What is needed =
All lines ahead of the one containing "Some(options)" are to be left out; that line and each one after it, through the end of the records below, are to be duplicated exactly.

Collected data
++++++
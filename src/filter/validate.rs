//! Filter validation and mapping.

use std::collections::{HashMap, HashSet};

use chrono::{NaiveDate, NaiveDateTime, NaiveTime};
use regex::Regex;

use super::{range_bound, truncate_based_on_suffix, Filter, FilterTag, RangeBound};
use crate::definition::{resolve_date_token, FieldType, FilterDefinition, FilterType, ResolvedReport};
use crate::error::{ValidationError, ValidationErrorKind};

const MULTISELECT_SEPARATOR: char = ',';

/// Validate against today's date.
pub fn validate_and_map(
    report: ResolvedReport<'_>,
    raw_filters: &HashMap<String, String>,
    interactive_stage: Option<bool>,
    exempt_fields: Option<&HashSet<String>>,
) -> Result<Vec<Filter>, ValidationError> {
    FilterValidator::new(report).validate_and_map(raw_filters, interactive_stage, exempt_fields)
}

/// Validates client filters for one report variant.
#[derive(Debug, Clone, Copy)]
pub struct FilterValidator<'a> {
    report: ResolvedReport<'a>,
    today: NaiveDate,
}

/// A supplied filter after definition lookup.
struct Candidate<'a> {
    key: &'a str,
    field: &'a str,
    value: &'a str,
    bound: RangeBound,
    definition: &'a FilterDefinition,
}

impl<'a> FilterValidator<'a> {
    pub fn new(report: ResolvedReport<'a>) -> Self {
        Self {
            report,
            today: chrono::Local::now().date_naive(),
        }
    }

    /// Resolve `today(...)` bounds against a fixed date.
    pub fn with_today(mut self, today: NaiveDate) -> Self {
        self.today = today;
        self
    }

    /// Validate raw filters and map them to typed filters.
    ///
    /// `interactive_stage` selects which mandatory filters are required and
    /// rejects filters belonging to the other stage. `exempt_fields` skips
    /// the mandatory check entirely and skips pattern checks for the listed
    /// fields.
    ///
    /// Empty values are treated as not supplied.
    pub fn validate_and_map(
        &self,
        raw_filters: &'a HashMap<String, String>,
        interactive_stage: Option<bool>,
        exempt_fields: Option<&HashSet<String>>,
    ) -> Result<Vec<Filter>, ValidationError> {
        let candidates = self.lookup(raw_filters)?;

        if exempt_fields.is_none() {
            self.check_mandatory(&candidates, interactive_stage)?;
        }

        if let Some(stage) = interactive_stage {
            if let Some(c) = candidates.iter().find(|c| c.definition.interactive != stage) {
                return Err(ValidationErrorKind::StageMismatch.error(&[c.key, &stage.to_string()]));
            }
        }

        let mut filters = Vec::with_capacity(candidates.len());
        for candidate in &candidates {
            let exempt = exempt_fields.is_some_and(|f| f.contains(candidate.field));
            filters.push(self.map_filter(candidate, exempt)?);
        }
        Ok(filters)
    }

    /// Build the single dynamic filter used for type-ahead lookups.
    pub fn dynamic_filter(&self, field: &str, prefix: &str) -> Result<Filter, ValidationError> {
        let definition = self
            .report
            .filter_definition(field)
            .ok_or_else(|| ValidationErrorKind::InvalidFilters.error(&[field]))?;
        let options = definition
            .dynamic_options
            .as_ref()
            .ok_or_else(|| ValidationErrorKind::InvalidDynamicFilter.error(&[field]))?;
        if prefix.chars().count() < options.minimum_length {
            return Err(ValidationErrorKind::InvalidDynamicOptions
                .error(&[field, &options.minimum_length.to_string()]));
        }
        Ok(Filter::new(field, prefix, FilterTag::Dynamic))
    }

    /// Find each key's definition and order candidates by field position,
    /// then plain/start/end.
    fn lookup(
        &self,
        raw_filters: &'a HashMap<String, String>,
    ) -> Result<Vec<Candidate<'a>>, ValidationError> {
        let positions: HashMap<&str, usize> = self
            .report
            .filterable_fields()
            .into_iter()
            .enumerate()
            .map(|(i, name)| (name, i))
            .collect();

        let mut keys: Vec<&String> = raw_filters.keys().collect();
        keys.sort();

        let mut candidates = Vec::with_capacity(keys.len());
        for key in keys {
            let value = raw_filters[key].as_str();
            let field = truncate_based_on_suffix(key);
            let definition = self
                .report
                .filter_definition(field)
                .ok_or_else(|| ValidationErrorKind::InvalidFilters.error(&[key.as_str()]))?;
            if value.trim().is_empty() {
                continue;
            }
            candidates.push(Candidate {
                key,
                field,
                value,
                bound: range_bound(key),
                definition,
            });
        }

        candidates.sort_by_key(|c| (positions.get(c.field).copied().unwrap_or(usize::MAX), c.bound));
        Ok(candidates)
    }

    fn check_mandatory(
        &self,
        candidates: &[Candidate<'_>],
        interactive_stage: Option<bool>,
    ) -> Result<(), ValidationError> {
        for field in self.report.filterable_fields() {
            let Some(definition) = self.report.filter_definition(field) else {
                continue;
            };
            let applies = interactive_stage.map_or(true, |stage| definition.interactive == stage);
            if definition.mandatory && applies && !candidates.iter().any(|c| c.field == field) {
                return Err(ValidationErrorKind::MissingMandatoryFilter.error(&[field]));
            }
        }
        Ok(())
    }

    fn map_filter(&self, c: &Candidate<'_>, exempt: bool) -> Result<Filter, ValidationError> {
        let field_type = self
            .report
            .schema()
            .field(c.field)
            .map(|f| f.field_type)
            .unwrap_or(FieldType::String);
        let multiselect = c.definition.filter_type == FilterType::Multiselect;

        let values: Vec<&str> = if multiselect {
            c.value.split(MULTISELECT_SEPARATOR).map(str::trim).collect()
        } else {
            vec![c.value]
        };

        for value in &values {
            validate_type(c.field, value, field_type)?;
            self.validate_bounds(c, value, field_type)?;
            validate_static_options(c.field, value, c.definition)?;
        }

        if !exempt {
            validate_pattern(c.field, c.value, c.definition)?;
        }

        let tag = match (field_type, c.bound, c.definition.filter_type) {
            (FieldType::Boolean, _, _) => FilterTag::Boolean,
            (_, RangeBound::Start, FilterType::DateRange) => FilterTag::DateRangeStart,
            (_, RangeBound::End, FilterType::DateRange) => FilterTag::DateRangeEnd,
            (_, RangeBound::Start, _) => FilterTag::RangeStart,
            (_, RangeBound::End, _) => FilterTag::RangeEnd,
            (_, RangeBound::None, FilterType::Multiselect) => FilterTag::Multiselect,
            _ => FilterTag::Standard,
        };

        Ok(Filter::new(c.field, c.value, tag))
    }

    fn validate_bounds(
        &self,
        c: &Candidate<'_>,
        value: &str,
        field_type: FieldType,
    ) -> Result<(), ValidationError> {
        let (min, max) = (c.definition.min.as_deref(), c.definition.max.as_deref());
        if min.is_none() && max.is_none() {
            return Ok(());
        }
        let out_of_range = || {
            ValidationErrorKind::OutOfRange.error(&[
                value,
                c.field,
                min.unwrap_or("-"),
                max.unwrap_or("-"),
            ])
        };

        if field_type.is_temporal() {
            let Some(date) = parse_date_prefix(value) else {
                return Ok(());
            };
            let below = min
                .and_then(|m| resolve_date_token(m, self.today))
                .is_some_and(|m| date < m);
            let above = max
                .and_then(|m| resolve_date_token(m, self.today))
                .is_some_and(|m| date > m);
            if below || above {
                return Err(out_of_range());
            }
        } else if matches!(field_type, FieldType::Long | FieldType::Double) {
            let Ok(number) = value.parse::<f64>() else {
                return Ok(());
            };
            let below = min
                .and_then(|m| m.parse::<f64>().ok())
                .is_some_and(|m| number < m);
            let above = max
                .and_then(|m| m.parse::<f64>().ok())
                .is_some_and(|m| number > m);
            if below || above {
                return Err(out_of_range());
            }
        }
        Ok(())
    }
}

fn validate_type(field: &str, value: &str, field_type: FieldType) -> Result<(), ValidationError> {
    let valid = match field_type {
        FieldType::String => true,
        FieldType::Long => value.parse::<i64>().is_ok(),
        FieldType::Double => value.parse::<f64>().is_ok(),
        FieldType::Boolean => {
            value.eq_ignore_ascii_case("true") || value.eq_ignore_ascii_case("false")
        }
        FieldType::Date => NaiveDate::parse_from_str(value, "%Y-%m-%d").is_ok(),
        FieldType::DateTime | FieldType::Timestamp => {
            NaiveDate::parse_from_str(value, "%Y-%m-%d").is_ok()
                || NaiveDateTime::parse_from_str(value, "%Y-%m-%dT%H:%M:%S").is_ok()
                || NaiveDateTime::parse_from_str(value, "%Y-%m-%d %H:%M:%S").is_ok()
        }
        FieldType::Time => {
            NaiveTime::parse_from_str(value, "%H:%M:%S").is_ok()
                || NaiveTime::parse_from_str(value, "%H:%M").is_ok()
        }
    };
    if valid {
        Ok(())
    } else {
        Err(ValidationErrorKind::InvalidValue.error(&[value, field, field_type.as_str()]))
    }
}

fn validate_static_options(
    field: &str,
    value: &str,
    definition: &FilterDefinition,
) -> Result<(), ValidationError> {
    match &definition.static_options {
        Some(options)
            if !options.is_empty() && !options.iter().any(|o| o.name.eq_ignore_ascii_case(value)) =>
        {
            Err(ValidationErrorKind::InvalidStaticOption.error(&[field, value]))
        }
        _ => Ok(()),
    }
}

fn validate_pattern(
    field: &str,
    value: &str,
    definition: &FilterDefinition,
) -> Result<(), ValidationError> {
    let Some(pattern) = &definition.pattern else {
        return Ok(());
    };
    let regex = Regex::new(&format!("^(?:{})$", pattern))
        .map_err(|_| ValidationErrorKind::InvalidPattern.error(&[field, pattern]))?;
    if regex.is_match(value) {
        Ok(())
    } else {
        Err(ValidationErrorKind::PatternMismatch.error(&[value, field, pattern]))
    }
}

fn parse_date_prefix(value: &str) -> Option<NaiveDate> {
    value
        .get(..10)
        .and_then(|d| NaiveDate::parse_from_str(d, "%Y-%m-%d").ok())
}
++++++
Response below =
        Some(options)
            if !options.is_empty() && !options.iter().any(|o| o.name.eq_ignore_ascii_case(value)) =>
        {
            Err(ValidationErrorKind::InvalidStaticOption.error(&[field, value]))
        }
        _ => Ok(()),
    }
}

fn validate_pattern(
    field: &str,
    value: &str,
    definition: &FilterDefinition,
) -> Result<(), ValidationError> {
    let Some(pattern) = &definition.pattern else {
        return Ok(());
    };
    let regex = Regex::new(&format!("^(?:{})$", pattern))
        .map_err(|_| ValidationErrorKind::InvalidPattern.error(&[field, pattern]))?;
    if regex.is_match(value) {
        Ok(())
    } else {
        Err(ValidationErrorKind::PatternMismatch.error(&[value, field, pattern]))
    }
}

fn parse_date_prefix(value: &str) -> Option<NaiveDate> {
    value
        .get(..10)
        .and_then(|d| NaiveDate::parse_from_str(d, "%Y-%m-%d").ok())
}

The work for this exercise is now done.